Published July 4, 2026·6 min read

Summary
For a 1-week Morocco trip, 3–5 GB on a Maroc Telecom or Orange-backed travel eSIM costs US$5–9and gives dependable 4G/LTE across Marrakech, Fes, Casablanca, and Chefchaouen — with expected gaps in the Sahara and Atlas Mountains. That's about 1/5 the cost of US carrier roaming for the same week, with plans starting at US$4.
How Morocco mobile networks work in 2026
Morocco has three carriers — Maroc Telecom (IAM), Orange Maroc, and Inwi. Maroc Telecom has the widest national footprint, reaching smaller towns and the highways between them; Orange and Inwi are strongest in the big tourist cities — Marrakech, Fes, Casablanca, and Rabat. City 4G/LTE is fast and reliable, and Chefchaouen's blue medina stays well connected.
Almost every “travel eSIM” you buy for Morocco (Saily, Airalo, Holafly, YonoSIM) routes through Maroc Telecom or Orange infrastructure under the hood, so the difference between providers is price and plan structure, not raw network quality.
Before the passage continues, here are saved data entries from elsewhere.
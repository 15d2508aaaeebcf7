//! Frame layout for the interactive console

use ratatui::{
    Frame,
    layout::{Constraint, Direction, Layout, Rect},
    style::{Modifier, Style},
    text::{Line, Span},
    widgets::{Block, Borders, Clear, List, ListItem, ListState, Paragraph, Wrap},
};

use notebook_core::lifecycle::{self, Action};
use notebook_core::link::build_notebook_detail_url;
use notebook_core::model::{ConnectKind, Dataset, Instance, InstanceStatus, Project};
use notebook_core::notify::Notification;
use notebook_core::state::InstanceEvent;

use super::app::{App, Mode, Tab};
use super::styles;

/// Everything a frame shows, snapshotted before drawing
pub struct View<'a> {
    pub title: &'a str,
    pub backend: &'a str,
    pub rows: &'a [Instance],
    pub total: usize,
    pub selected: Option<&'a Instance>,
    pub events: &'a [InstanceEvent],
    pub project: Option<&'a Project>,
    pub datasets: &'a [Dataset],
    pub toast: Option<&'a Notification>,
}

pub fn draw(f: &mut Frame, app: &App, view: &View) {
    let area = f.area();

    // [ top bar ]
    // [ filter bar ]
    // [ list | detail ]
    // [ footer ]
    let outer = Layout::default()
        .direction(Direction::Vertical)
        .constraints([
            Constraint::Length(1),
            Constraint::Length(1),
            Constraint::Min(1),
            Constraint::Length(1),
        ])
        .split(area);

    let main = Layout::default()
        .direction(Direction::Horizontal)
        .constraints([Constraint::Percentage(40), Constraint::Percentage(60)])
        .split(outer[2]);

    draw_top_bar(f, view, outer[0]);
    draw_filter_bar(f, app, view, outer[1]);
    draw_list(f, app, view, main[0]);
    draw_detail(f, app, view, main[1]);
    draw_footer(f, app, view, outer[3]);

    match &app.mode {
        Mode::Confirm(confirm) => draw_modal(f, " Confirm ", vec![Line::from(Span::styled(
            confirm.question(),
            styles::busy(),
        ))]),
        Mode::Connect => {
            let lines = ConnectKind::ALL
                .iter()
                .map(|k| {
                    let key = match k {
                        ConnectKind::Jupyter => "j",
                        ConnectKind::VsCode => "v",
                        ConnectKind::Ssh => "s",
                    };
                    Line::from(vec![
                        Span::styled(format!(" {} ", key), styles::key_hint()),
                        Span::styled(k.label(), styles::text()),
                    ])
                })
                .collect();
            draw_modal(f, " Connect ", lines);
        }
        Mode::Help => draw_modal(f, " Keys ", help_lines()),
        _ => {}
    }
}

fn draw_top_bar(f: &mut Frame, view: &View, area: Rect) {
    let count = |status: InstanceStatus| view.rows.iter().filter(|i| i.status == status).count();
    let busy = view.rows.iter().filter(|i| i.status.is_transient()).count();

    let mut spans = vec![
        Span::styled(" Notebooks ", styles::heading()),
        Span::styled(view.title.to_string(), styles::text()),
        Span::raw("  "),
        Span::styled(
            format!("{} running", count(InstanceStatus::Running)),
            styles::running(),
        ),
    ];
    if busy > 0 {
        spans.push(Span::raw("  "));
        spans.push(Span::styled(format!("{} busy", busy), styles::busy()));
    }
    let failed = count(InstanceStatus::Failed);
    if failed > 0 {
        spans.push(Span::raw("  "));
        spans.push(Span::styled(format!("{} failed", failed), styles::failed()));
    }
    spans.push(Span::raw("    "));
    spans.push(Span::styled(format!("backend: {}", view.backend), styles::idle()));
    f.render_widget(Paragraph::new(Line::from(spans)), area);
}

fn draw_filter_bar(f: &mut Frame, app: &App, view: &View, area: Rect) {
    let line = if let Mode::Input { field, buffer } = &app.mode {
        Line::from(vec![
            Span::styled(format!(" {}: ", field.prompt()), styles::highlight()),
            Span::styled(buffer.clone(), styles::text()),
            Span::styled("▏", styles::highlight()),
        ])
    } else {
        let label_style = if app.filter.is_empty() {
            styles::label()
        } else {
            styles::busy()
        };
        let mut spans = vec![
            Span::styled(" filter ", styles::idle()),
            Span::styled(format!("[{}]", app.filter.label()), label_style),
            Span::styled(
                format!("  {} of {}", view.rows.len(), view.total),
                styles::label(),
            ),
        ];
        if !app.filter.case_sensitive {
            spans.push(Span::styled("  (ignore case)", styles::idle()));
        }
        Line::from(spans)
    };
    f.render_widget(Paragraph::new(line), area);
}

fn draw_list(f: &mut Frame, app: &App, view: &View, area: Rect) {
    let items: Vec<ListItem> = view
        .rows
        .iter()
        .map(|inst| {
            ListItem::new(Line::from(vec![
                Span::styled(
                    format!("{} ", styles::status_icon(inst.status)),
                    styles::status(inst.status),
                ),
                Span::styled(format!("{:<20}", inst.name), styles::text()),
                Span::styled(format!(" {:<9}", inst.status.label()), styles::status(inst.status)),
                Span::styled(format!(" {}", inst.runtime_label()), styles::label()),
            ]))
        })
        .collect();

    let title = fit_title(&format!("Instances ({})", view.rows.len()), area.width);
    let block = Block::default()
        .title(title)
        .borders(Borders::ALL)
        .border_style(styles::frame_focused());

    if items.is_empty() {
        let empty = Paragraph::new(Line::from(Span::styled(
            "No instances match the filter (r to reset)",
            styles::idle(),
        )))
        .block(block);
        f.render_widget(empty, area);
        return;
    }

    let list = List::new(items)
        .block(block)
        .highlight_style(styles::cursor())
        .highlight_symbol("▶ ");
    let mut state = ListState::default();
    state.select(Some(app.selected));
    f.render_stateful_widget(list, area, &mut state);
}

fn draw_detail(f: &mut Frame, app: &App, view: &View, area: Rect) {
    let Some(inst) = view.selected else {
        let block = Block::default()
            .title("Detail")
            .borders(Borders::ALL)
            .border_style(styles::frame());
        f.render_widget(block, area);
        return;
    };

    let mut tabs: Vec<Span> = Vec::new();
    for tab in Tab::ALL {
        tabs.push(Span::styled(format!(" {} ", tab.title()), styles::tab(tab == app.tab)));
    }

    let block = Block::default()
        .title(Line::from(tabs))
        .borders(Borders::ALL)
        .border_style(styles::frame());

    let lines = match app.tab {
        Tab::Overview => overview_lines(inst, view),
        Tab::Events => event_lines(view.events),
        Tab::Storage => storage_lines(inst),
        Tab::Tags => tag_lines(inst),
    };

    f.render_widget(
        Paragraph::new(lines).block(block).wrap(Wrap { trim: false }),
        area,
    );
}

fn field<'a>(label: &'a str, value: String) -> Line<'a> {
    Line::from(vec![
        Span::styled(format!("{:<14}", label), styles::label()),
        Span::styled(value, styles::text()),
    ])
}

fn overview_lines<'a>(inst: &'a Instance, view: &View) -> Vec<Line<'a>> {
    let mut lines = vec![
        Line::from(vec![
            Span::styled(inst.name.clone(), styles::heading()),
            Span::raw("  "),
            Span::styled(
                format!("{} {}", styles::status_icon(inst.status), inst.status.label()),
                styles::status(inst.status),
            ),
        ]),
        field("id", inst.id.clone()),
        field("link", build_notebook_detail_url(&inst.id)),
        field(
            "description",
            if inst.description.is_empty() {
                "-".into()
            } else {
                inst.description.clone()
            },
        ),
        Line::default(),
        field("spec", inst.spec.clone()),
        field("image", inst.image.clone()),
        field("runtime", inst.runtime_label()),
        field(
            "auto-stop",
            inst.auto_stop_hours
                .map(|h| format!("after {}h", h))
                .unwrap_or_else(|| "off".into()),
        ),
        field("ssh", (if inst.ssh_enabled { "enabled" } else { "disabled" }).to_string()),
        field("url", inst.url.clone().unwrap_or_else(|| "-".into())),
    ];
    if let Some(cmd) = &inst.ssh_command {
        lines.push(field("ssh command", cmd.clone()));
    }
    lines.push(Line::default());
    lines.push(field("created", inst.created_at.format("%Y-%m-%d %H:%M").to_string()));
    lines.push(field("creator", inst.creator.clone()));
    match view.project {
        Some(p) => {
            lines.push(field("project", format!("{} ({})", p.name, p.id)));
            lines.push(field("datasets", view.datasets.len().to_string()));
            for ds in view.datasets {
                lines.push(Line::from(Span::styled(
                    format!("  {} · {} records", ds.name, ds.records),
                    styles::idle(),
                )));
            }
        }
        None => lines.push(field("project", inst.project.clone().unwrap_or_else(|| "-".into()))),
    }

    let actions: Vec<&str> = lifecycle::available_actions(inst.status)
        .into_iter()
        .filter_map(|a| match a {
            Action::Connect(ConnectKind::Jupyter) => Some("connect"),
            Action::Connect(_) => None,
            other => Some(other.label()),
        })
        .collect();
    lines.push(Line::default());
    lines.push(Line::from(vec![
        Span::styled(format!("{:<14}", "actions"), styles::label()),
        Span::styled(actions.join(", "), styles::highlight()),
    ]));
    lines
}

fn event_lines(events: &[InstanceEvent]) -> Vec<Line<'static>> {
    if events.is_empty() {
        return vec![Line::from(Span::styled("No events yet", styles::idle()))];
    }
    events
        .iter()
        .rev()
        .map(|e| {
            Line::from(vec![
                Span::styled(e.at.format("%H:%M:%S ").to_string(), styles::idle()),
                Span::styled(format!("{:<7} ", e.level.label()), styles::event(e.level)),
                Span::styled(e.message.clone(), styles::text()),
            ])
        })
        .collect()
}

fn storage_lines(inst: &Instance) -> Vec<Line<'static>> {
    if inst.storage.is_empty() {
        return vec![Line::from(Span::styled("No storage mounted", styles::idle()))];
    }
    let mut lines = vec![Line::from(Span::styled(
        format!("{:<14}{:<7}{:<26}{}", "name", "kind", "mount path", "capacity"),
        Style::default().add_modifier(Modifier::BOLD),
    ))];
    for m in &inst.storage {
        lines.push(Line::from(Span::styled(
            format!(
                "{:<14}{:<7}{:<26}{}",
                m.name,
                m.kind.label(),
                m.mount_path,
                m.capacity_gb
                    .map(|gb| format!("{} GB", gb))
                    .unwrap_or_else(|| "-".into())
            ),
            styles::text(),
        )));
    }
    lines
}

fn tag_lines(inst: &Instance) -> Vec<Line<'static>> {
    if inst.tags.is_empty() {
        return vec![Line::from(Span::styled(
            "No tags (t to add key=value)",
            styles::idle(),
        ))];
    }
    inst.tags
        .iter()
        .map(|t| {
            Line::from(vec![
                Span::styled(format!("{:<16}", t.key), styles::highlight()),
                Span::styled(t.value.clone(), styles::text()),
            ])
        })
        .collect()
}

fn draw_footer(f: &mut Frame, app: &App, view: &View, area: Rect) {
    // Local hints win over toasts; toasts win over key help
    if let Some(hint) = &app.hint {
        f.render_widget(
            Paragraph::new(Line::from(Span::styled(format!(" {}", hint), styles::busy()))),
            area,
        );
        return;
    }
    if let Some(toast) = view.toast {
        let line = Line::from(vec![
            Span::styled(format!(" {} ", styles::toast_icon(toast.level)), styles::toast(toast.level)),
            Span::styled(toast.text.clone(), styles::toast(toast.level)),
            Span::styled(format!("  [{}]", toast.key), styles::idle()),
        ]);
        f.render_widget(Paragraph::new(line), area);
        return;
    }

    let hints = [
        ("s", " start  "),
        ("x", " stop  "),
        ("c", " connect  "),
        ("n", " new  "),
        ("e", " describe  "),
        ("E", " edit  "),
        ("t", " tag  "),
        ("d", " delete  "),
        ("/", " search  "),
        ("#", " tags  "),
        ("?", " help  "),
        ("q", " quit"),
    ];
    let spans: Vec<Span> = hints
        .iter()
        .flat_map(|(key, label)| {
            [
                Span::styled(*key, styles::key_hint()),
                Span::styled(*label, styles::label()),
            ]
        })
        .collect();
    f.render_widget(Paragraph::new(Line::from(spans)), area);
}

fn help_lines() -> Vec<Line<'static>> {
    [
        ("↑↓ / jk", "select instance"),
        ("Tab", "next detail tab"),
        ("s", "start (stopped or failed)"),
        ("x", "stop (running, asks first)"),
        ("c", "connect: jupyter, vscode, ssh"),
        ("n", "create instance"),
        ("e", "edit description"),
        ("E", "edit name, image, spec (stopped)"),
        ("t", "set key=value or remove -key tag"),
        ("d", "delete (asks first)"),
        ("/", "search id or name"),
        ("#", "filter by tag"),
        ("p", "filter by project"),
        ("i", "toggle case sensitivity"),
        ("r", "reset filters"),
        ("q", "quit"),
    ]
    .into_iter()
    .map(|(key, what)| {
        Line::from(vec![
            Span::styled(format!(" {:<10}", key), styles::key_hint()),
            Span::styled(what, styles::text()),
        ])
    })
    .collect()
}

fn draw_modal(f: &mut Frame, title: &str, lines: Vec<Line>) {
    let area = f.area();
    let width = (area.width * 60 / 100).clamp(30, 60).min(area.width);
    let height = (lines.len() as u16 + 2).min(area.height);
    let rect = Rect {
        x: area.width.saturating_sub(width) / 2,
        y: area.height.saturating_sub(height) / 2,
        width,
        height,
    };

    f.render_widget(Clear, rect);
    let block = Block::default()
        .borders(Borders::ALL)
        .border_style(styles::frame_focused())
        .title(title.to_string());
    f.render_widget(Paragraph::new(lines).block(block), rect);
}

pub fn fit_title(s: &str, width: u16) -> String {
    // width includes borders; keep safe margin
    let max = width.saturating_sub(4) as usize;
    if max == 0 {
        return "".into();
    }
    let chars: Vec<char> = s.chars().collect();
    if chars.len() <= max {
        return s.to_string();
    }
    if max <= 1 {
        return "…".into();
    }
    let mut out: String = chars.into_iter().take(max - 1).collect();
    out.push('…');
    out
}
For trip planning basics, the official Visit Morocco tourism site is a useful starting point.
Plan size by trip length
| Trip length | Data | Typical price | Best for |
|---|---|---|---|
| 3–5 days | 1–3 GB | US$3–6 | Maps + messaging |
| 7 days | 5 GB | US$5–9 | Standard tourist use |
| 10–14 days | 10 GB | US$10–15 | Multi-city, photo uploads |
| 2+ weeks | 15–20 GB | US$18–25 | Long stay, hotspot, tours |
eSIM vs roaming vs pocket Wi-Fi for Morocco
| Option | Cost | Setup time | Coverage |
|---|---|---|---|
| eSIM (IAM / Orange) | Low (US$5–9 / week) | ~5 min pre-install | Excellent in cities |
| Carrier roaming (US/UK) | High (US$10–15/day) | Instant | Medium (partner-dependent) |
| Pocket Wi-Fi | Medium | Airport pickup | Good (extra device to charge) |
Best Morocco eSIM for your trip type
City break (3–7 days):a 3–5 GB single-country plan at US$4–9. Best for exploring the Marrakech medina, wandering Fes's tanneries, or a blue-city detour to Chefchaouen.
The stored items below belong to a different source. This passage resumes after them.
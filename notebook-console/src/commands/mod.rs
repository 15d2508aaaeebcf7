mod demo;
mod list;
mod scaffold;

pub use demo::run_demo;
pub use list::{ListArgs, run_link, run_list};
pub use scaffold::run_scaffold;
Grand tour + Sahara (10–14 days): a 10 GB plan via YonoSIM's Morocco coverage keeps you online across Casablanca, the Atlas Mountains, and Merzouga desert camps — just download offline maps for the dune stretches where signal drops.
Long stay or hotspot use:a 15–20 GB plan (US$18–25 for two weeks) so tethering a laptop stays usable between cities.
FAQ
QWhich Morocco carrier has the best coverage for tourists?
AMaroc Telecom (IAM) has the widest reach, including smaller towns and highways; Orange Maroc and Inwi are strong in cities like Marrakech, Fes, and Casablanca. Most travel eSIMs route through Maroc Telecom or Orange under the hood, so the underlying network is similar whichever eSIM brand you pick.
QHow much data does a 1-week Morocco trip actually need?
A3–5 GB covers standard tourist use: Google Maps for the medinas, WhatsApp, translation apps, dining reservations, and light photo uploads. Heavy users (video calls home, hotspot for a laptop) should bump to 10 GB. Prices start at ~US$5 for 3 GB / 7 days.
QWill my eSIM work in the Sahara desert and Atlas Mountains?
AExpect gaps. Coverage is dependable in Marrakech, Fes, Casablanca, and Chefchaouen, but thins out on Atlas Mountain passes and in the Sahara near Merzouga. Download offline maps before a desert tour and treat connectivity in remote dunes as intermittent, not guaranteed.
QDoes my US or UK phone work with a Morocco eSIM?
AIf your phone is eSIM-capable (iPhone XS+, Galaxy S20+, Pixel 4+) and carrier-unlocked, yes. Morocco uses standard 4G/LTE bands. Install on home Wi-Fi the day before you fly — your phone auto-connects when you land at Marrakech Menara or Casablanca airport.
Bottom line
For most Morocco tourists, a 5 GB Maroc Telecom / Orange-backed travel eSIM at ~US$5–9 is the right call — install at home before you fly, land in Marrakech with data already on. If your itinerary runs into the Atlas Mountains or the Sahara near Merzouga, size up to 10 GB and download offline maps for the stretches where signal fades.